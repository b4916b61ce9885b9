//! Protocol error types

use thiserror::Error;

/// Result alias for protocol operations
pub type Result<T> = std::result::Result<T, ProtocolError>;

/// Errors from decoding or encoding wire data
#[derive(Debug, Clone, PartialEq, Eq, Error)]
pub enum ProtocolError {
    /// Bytes are not a well-formed envelope
    #[error("malformed message: {reason}")]
    MalformedMessage {
        /// Parser diagnostic
        reason: String,
    },

    /// Envelope payload does not match its endpoint's schema
    #[error("invalid payload for {endpoint}: {reason}")]
    InvalidField {
        /// Endpoint whose schema was violated
        endpoint: String,
        /// Which field and why
        reason: String,
    },

    /// Frame length exceeds the maximum
    #[error("frame too large: {size} bytes (max {max})")]
    FrameTooLarge {
        /// Declared or actual size
        size: usize,
        /// Maximum allowed
        max: usize,
    },

    /// Serialization failed
    #[error("encode failed: {0}")]
    Encode(String),
}

impl ProtocolError {
    /// Returns true if the peer sent something structurally invalid.
    ///
    /// Encode failures are local bugs, not peer misbehavior.
    pub fn is_peer_fault(&self) -> bool {
        !matches!(self, Self::Encode(_))
    }
}
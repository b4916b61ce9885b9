//! JSON message envelope
//!
//! Every message on the channel, before and after the session is armed, is
//! one UTF-8 JSON object:
//!
//! ```json
//! { "identity": "session-token", "method": "GET", "endpoint": "ping", "payload": {} }
//! { "status": { "code": 200, "message": "OK" }, "method": "GET", "endpoint": "ping", "payload": {} }
//! ```
//!
//! Requests carry `identity` (a session token, or `null` before login).
//! Responses carry `status` instead. An object with both a non-null
//! `identity` and a `status` is rejected.

use serde::{Deserialize, Serialize};
use serde_json::{Map, Value};

use crate::errors::{ProtocolError, Result};

/// Request method
#[derive(Debug, Clone, Copy, PartialEq, Eq, Hash, Serialize, Deserialize)]
#[serde(rename_all = "UPPERCASE")]
pub enum Method {
    /// Read
    Get,
    /// Create or submit
    Post,
    /// Replace
    Put,
    /// Remove
    Delete,
}

/// Response status
#[derive(Debug, Clone, PartialEq, Eq, Serialize, Deserialize)]
pub struct Status {
    /// HTTP-style status code
    pub code: u16,
    /// Human-readable message
    pub message: String,
}

impl Status {
    /// Request succeeded.
    pub const OK: u16 = 200;
    /// Request was malformed.
    pub const BAD_REQUEST: u16 = 400;
    /// Caller is not authenticated.
    pub const UNAUTHORIZED: u16 = 401;
    /// No handler for the endpoint.
    pub const NOT_FOUND: u16 = 404;
    /// Handler failed.
    pub const INTERNAL_ERROR: u16 = 500;

    /// Success status.
    pub fn ok() -> Self {
        Self { code: Self::OK, message: "OK".to_string() }
    }

    /// Malformed request.
    pub fn bad_request(reason: impl Into<String>) -> Self {
        Self { code: Self::BAD_REQUEST, message: reason.into() }
    }

    /// Missing or invalid session token.
    pub fn unauthorized(reason: impl Into<String>) -> Self {
        Self { code: Self::UNAUTHORIZED, message: reason.into() }
    }

    /// Unknown endpoint.
    pub fn not_found(endpoint: &str) -> Self {
        Self { code: Self::NOT_FOUND, message: format!("no handler for {endpoint}") }
    }

    /// Handler failure.
    pub fn internal_error(reason: impl Into<String>) -> Self {
        Self { code: Self::INTERNAL_ERROR, message: reason.into() }
    }

    /// Returns true for 2xx codes.
    pub fn is_success(&self) -> bool {
        (200..300).contains(&self.code)
    }
}

/// Identity of a request or status of a response
#[derive(Debug, Clone, PartialEq, Eq)]
pub enum Header {
    /// Request from a client, with its session token if logged in
    Identity(Option<String>),
    /// Response from the server
    Status(Status),
}

/// One application-level message.
///
/// # Invariants
///
/// - `payload` is always a JSON object (possibly empty), never an array or
///   scalar.
#[derive(Debug, Clone, PartialEq, Eq, Serialize, Deserialize)]
#[serde(try_from = "RawEnvelope", into = "RawEnvelope")]
pub struct MessageEnvelope {
    /// Identity or status
    pub header: Header,
    /// Request method
    pub method: Method,
    /// Endpoint name, e.g. `"ping"`
    pub endpoint: String,
    /// Endpoint-specific fields
    pub payload: Map<String, Value>,
}

impl MessageEnvelope {
    /// Create an envelope.
    pub fn new(
        header: Header,
        method: Method,
        endpoint: impl Into<String>,
        payload: Map<String, Value>,
    ) -> Self {
        Self { header, method, endpoint: endpoint.into(), payload }
    }

    /// Create a request with an optional session token.
    pub fn request(
        identity: Option<String>,
        method: Method,
        endpoint: impl Into<String>,
        payload: Map<String, Value>,
    ) -> Self {
        Self::new(Header::Identity(identity), method, endpoint, payload)
    }

    /// Create a response echoing the request's method and endpoint.
    pub fn response_to(request: &Self, status: Status, payload: Map<String, Value>) -> Self {
        Self::new(Header::Status(status), request.method, request.endpoint.clone(), payload)
    }

    /// Session token, if this is a request that carries one.
    pub fn identity(&self) -> Option<&str> {
        match &self.header {
            Header::Identity(identity) => identity.as_deref(),
            Header::Status(_) => None,
        }
    }

    /// Status, if this is a response.
    pub fn status(&self) -> Option<&Status> {
        match &self.header {
            Header::Identity(_) => None,
            Header::Status(status) => Some(status),
        }
    }

    /// Serialize to UTF-8 JSON.
    ///
    /// # Errors
    ///
    /// - `ProtocolError::Encode` if serialization fails
    pub fn to_bytes(&self) -> Result<Vec<u8>> {
        serde_json::to_vec(self).map_err(|e| ProtocolError::Encode(e.to_string()))
    }

    /// Parse UTF-8 JSON.
    ///
    /// # Errors
    ///
    /// - `ProtocolError::MalformedMessage` for invalid UTF-8, invalid JSON,
    ///   missing keys, a non-object payload, or conflicting headers
    pub fn from_bytes(bytes: &[u8]) -> Result<Self> {
        serde_json::from_slice(bytes)
            .map_err(|e| ProtocolError::MalformedMessage { reason: e.to_string() })
    }
}

/// Flat JSON shape of [`MessageEnvelope`]
#[derive(Serialize, Deserialize)]
struct RawEnvelope {
    #[serde(default, skip_serializing_if = "Option::is_none")]
    status: Option<Status>,
    #[serde(default)]
    identity: Option<String>,
    method: Method,
    endpoint: String,
    #[serde(default)]
    payload: Map<String, Value>,
}

impl TryFrom<RawEnvelope> for MessageEnvelope {
    type Error = String;

    fn try_from(raw: RawEnvelope) -> std::result::Result<Self, Self::Error> {
        let header = match (raw.status, raw.identity) {
            (Some(_), Some(_)) => {
                return Err("envelope has both identity and status".to_string());
            },
            (Some(status), None) => Header::Status(status),
            (None, identity) => Header::Identity(identity),
        };
        Ok(Self { header, method: raw.method, endpoint: raw.endpoint, payload: raw.payload })
    }
}

impl From<MessageEnvelope> for RawEnvelope {
    fn from(envelope: MessageEnvelope) -> Self {
        let (status, identity) = match envelope.header {
            Header::Identity(identity) => (None, identity),
            Header::Status(status) => (Some(status), None),
        };
        Self {
            status,
            identity,
            method: envelope.method,
            endpoint: envelope.endpoint,
            payload: envelope.payload,
        }
    }
}

#[cfg(test)]
mod tests {
    use serde_json::json;

    use super::*;

    fn object(value: Value) -> Map<String, Value> {
        match value {
            Value::Object(map) => map,
            _ => panic!("expected object"),
        }
    }

    #[test]
    fn request_json_shape() {
        let envelope = MessageEnvelope::request(
            Some("tok".to_string()),
            Method::Post,
            "files.upload",
            object(json!({ "name": "a.txt" })),
        );
        let value: Value = serde_json::from_slice(&envelope.to_bytes().unwrap()).unwrap();
        assert_eq!(
            value,
            json!({
                "identity": "tok",
                "method": "POST",
                "endpoint": "files.upload",
                "payload": { "name": "a.txt" },
            })
        );
    }

    #[test]
    fn anonymous_request_serializes_null_identity() {
        let envelope = MessageEnvelope::request(None, Method::Get, "ping", Map::new());
        let value: Value = serde_json::from_slice(&envelope.to_bytes().unwrap()).unwrap();
        assert_eq!(value["identity"], Value::Null);
        assert!(value.get("status").is_none());
    }

    #[test]
    fn response_json_shape() {
        let request = MessageEnvelope::request(None, Method::Get, "ping", Map::new());
        let response = MessageEnvelope::response_to(&request, Status::not_found("ping"), Map::new());
        let value: Value = serde_json::from_slice(&response.to_bytes().unwrap()).unwrap();
        assert_eq!(value["status"]["code"], json!(404));
        assert_eq!(value["method"], json!("GET"));
        assert!(value.get("identity").is_none());
    }

    #[test]
    fn roundtrip_preserves_header() {
        let request = MessageEnvelope::request(Some("t".to_string()), Method::Delete, "x", Map::new());
        let response = MessageEnvelope::response_to(&request, Status::ok(), Map::new());
        for envelope in [request, response] {
            let decoded = MessageEnvelope::from_bytes(&envelope.to_bytes().unwrap()).unwrap();
            assert_eq!(decoded, envelope);
        }
    }

    #[test]
    fn missing_payload_defaults_to_empty() {
        let envelope =
            MessageEnvelope::from_bytes(br#"{"identity":null,"method":"GET","endpoint":"ping"}"#)
                .unwrap();
        assert!(envelope.payload.is_empty());
        assert_eq!(envelope.identity(), None);
    }

    #[test]
    fn malformed_inputs_are_rejected() {
        let cases: [&[u8]; 7] = [
            b"",
            b"not json",
            b"[1,2,3]",
            br#"{"identity":null,"method":"FETCH","endpoint":"x"}"#,
            br#"{"identity":null,"method":"GET"}"#,
            br#"{"identity":null,"method":"GET","endpoint":"x","payload":[1]}"#,
            br#"{"identity":"t","status":{"code":200,"message":"OK"},"method":"GET","endpoint":"x"}"#,
        ];
        for case in cases {
            assert!(
                matches!(
                    MessageEnvelope::from_bytes(case),
                    Err(ProtocolError::MalformedMessage { .. })
                ),
                "{} must be rejected",
                String::from_utf8_lossy(case)
            );
        }
    }

    #[test]
    fn status_helpers() {
        assert!(Status::ok().is_success());
        assert!(!Status::bad_request("x").is_success());
        assert_eq!(Status::unauthorized("x").code, 401);
        assert_eq!(Status::internal_error("x").code, 500);
    }
}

• [WORK REQUEST]: Working from the records above, write out verbatim only the lines from the line containing "that carries one." through the line containing "pub fn status(&self)".

• [SOLVED PROBLEM]:
    /// Session token, if this is a request that carries one.
    pub fn identity(&self) -> Option<&str> {
        match &self.header {
            Header::Identity(identity) => identity.as_deref(),
            Header::Status(_) => None,
        }
    }

    /// Status, if this is a response.
    pub fn status(&self) -> Option<&Status> {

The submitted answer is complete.